### Exercise details
Go through the data below and return each line where the string "with" occurs.

### Data excerpts
########

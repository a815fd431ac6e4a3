/// Characters reachable by prefixing their index with the escape septet (0x1B).
pub static GSM_EXTENDED_ENCODING_TABLE: [(char, u8); 10] = [
    ('\u{000C}', 0x0A),
    ('^', 0x14),
    ('{', 0x28),
    ('}', 0x29),
    ('\\', 0x2F),
    ('[', 0x3C),
    ('~', 0x3D),
    (']', 0x3E),
    ('|', 0x40),
    ('\u{20AC}', 0x65)
];
/// The basic character set, minus the letters and digits (which coincide with ASCII) and the
/// escape at 0x1B.
pub static GSM_ENCODING_TABLE: [(char, u8); 65] = [
    ('@', 0x00),
    ('\u{00A3}', 0x01),
    ('$', 0x02),
    ('\u{00A5}', 0x03),
    ('è', 0x04),
    ('é', 0x05),
    ('ù', 0x06),
    ('ì', 0x07),
    ('ò', 0x08),
    ('\u{00C7}', 0x09),
    ('\n', 0x0a),
    ('\u{00D8}', 0x0b),
    ('\u{00F8}', 0x0c),
    ('\r', 0x0d),
    ('\u{00C5}', 0x0e),
    ('\u{00E5}', 0x0f),
    ('\u{0394}', 0x10),
    ('_', 0x11),
    ('\u{03A6}', 0x12),
    ('Γ', 0x13),
    ('Λ', 0x14),
    ('Ω', 0x15),
    ('Π', 0x16),
    ('Ψ', 0x17),
    ('Σ', 0x18),
    ('Θ', 0x19),
    ('Ξ', 0x1A),
    ('Æ', 0x1C),
    ('æ', 0x1D),
    ('ß', 0x1E),
    ('É', 0x1F),
    (' ', 0x20),
    ('!', 0x21),
    ('"', 0x22),
    ('#', 0x23),
    ('¤', 0x24),
    ('%', 0x25),
    ('&', 0x26),
    ('\'', 0x27),
    ('(', 0x28),
    (')', 0x29),
    ('*', 0x2A),
    ('+', 0x2B),
    (',', 0x2C),
    ('-', 0x2D),
    ('.', 0x2E),
    ('/', 0x2F),
    (':', 0x3A),
    (';', 0x3B),
    ('<', 0x3C),
    ('=', 0x3D),
    ('>', 0x3E),
    ('?', 0x3F),
    ('¡', 0x40),
    ('Ä', 0x5B),
    ('Ö', 0x5C),
    ('Ñ', 0x5D),
    ('Ü', 0x5E),
    ('§', 0x5F),
    ('¿', 0x60),
    ('ä', 0x7B),
    ('ö', 0x7C),
    ('ñ', 0x7D),
    ('ü', 0x7E),
    ('à', 0x7F)
];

########

### Task result
/// Characters reachable by prefixing their index with the escape septet (0x1B).
/// The basic character set, minus the letters and digits (which coincide with ASCII) and the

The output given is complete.